Making API Calls to Resemble AI:
Clip Size Consideration:
When making API calls for TTS and STS projects, it's essential to consider the clip size for optimal results. The following guidelines will help you achieve the best quality output:
JSON Body | Type | Description |
---|---|---|
title | (optional) string | Title for this clip |
body | string | Content to be synthesized. Max size of 3,000 characters excluding SSML tags. |
voice_uuid | string | UUID of the voice to use for synthesizing |
is_public | boolean | Whether this clip should be accessible publically |
is_archived | boolean | Whether this clip should be archived |
callback_uri | string | The URL to POST the final clip to |
precision | (optional) one of the following values: PCM_32 , PCM_24 , PCM_16 , or MULAW . Default is PCM_32 . |
The audio bit depth of generated audio |
sample_rate | (optional) one of the following values: 16000 , 22050 or 44100 . Default is 22050 . |
The sample rate (Hz) of the generated audio |
output_format | (optional) one of the following values: wav or mp3 . Default is wav . |
The format of the generated audio |
include_timestamps | (optional) boolean. Default is false |
Whether to include timestamps for the generated content -- see the documentation on timestamps for more information |
- Body string amounts:
Limit the number of sentences per body string to a maximum of 3. This ensures that the AI model can focus on generating accurate and expressive speech for a smaller set of sentences.
-
Number of Characters per clip:
Aim for a clip size of 3,000 characters excluding SSML tags. -
Number of Sentences:
Keep the number of clips within a project to a maximum of 150. This helps maintain efficient processing and quality throughout your project. (e.g. one chapter)
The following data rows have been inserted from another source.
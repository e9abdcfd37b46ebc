use super::Executor;
use crate::command::SendCommand;
use std::sync::Arc;
use tokio::runtime::Handle;
use tokio::sync::Semaphore;

/// Fixed set of execution slots; one spawned task per accepted command.
pub(super) struct SlotPool {
    permits: Arc<Semaphore>,
    capacity: u32,
}

impl SlotPool {
    pub(super) fn new(capacity: usize) -> Self {
        let capacity = capacity.min(Semaphore::MAX_PERMITS).min(u32::MAX as usize);
        Self {
            permits: Arc::new(Semaphore::new(capacity)),
            capacity: capacity as u32,
        }
    }

    /// Takes a slot without waiting and spawns the command on it.
    pub(super) fn try_dispatch(&self, cmd: SendCommand, executor: &Arc<Executor>, runtime: &Handle) -> bool {
        let Ok(permit) = Arc::clone(&self.permits).try_acquire_owned() else {
            return false;
        };

        let executor = Arc::clone(executor);
        runtime.spawn(async move {
            executor.run(cmd).await;
            drop(permit); // Release slot
        });
        true
    }

    /// Returns once every slot taken before the call has been released.
    ///
    /// The semaphore queues waiters fairly, so while this waits for the busy
    /// slots, freed permits go to it and `try_dispatch` finds none.
    pub(super) async fn drain(&self) {
        if let Ok(all) = self.permits.acquire_many(self.capacity).await {
            drop(all);
        }
    }
}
Clip Hacks for Enunciation:
Sometimes, you may encounter pronunciation challenges with the AI models.
**This also applies to localized clips, or multilingual models.
Here are some useful tips to work around these issues and enhance the pronunciation of your text:
-
Use Punctuation:
Add punctuation marks before or after a word to help guide the model in pronunciation. For example, placing a comma or period can influence the pronunciation of adjacent words.-
For example: Grammar doesn't matter here, you can insert, commas, where,ever emphasis is needed.
-
-
Double Letters:
Consider doubling letters, whether vowels or consonants, in the words to achieve specific sounds. For example, changing "Say" to "Saay" can result in a more accurate representation of the long 'A' sound. -
Capitalizing Letters:
Capitalizing letters can create emphasis on the letter in the word. For example, "request" can be spelled as "requeST" for an emphasis on the 'ST' sound at the end. -
Split Paragraphs:
If the model struggles to pronounce all the words in a paragraph, consider breaking the paragraph into separate clips. This can significantly enhance the pronunciation of individual words and phrases.
Getting Further Assistance:
If you encounter persistent issues or have specific challenges that require additional support, please don't hesitate to refer to our API documentation or reach out to our dedicated support team at Support@Resemble.ai. Our team members are ready to assist you and provide guidance to ensure your project's success.
Conclusion:
By following these best practices when making API calls to Resemble AI, you can optimize your projects for exceptional output quality and achieve the desired results for your TTS and STS endeavors.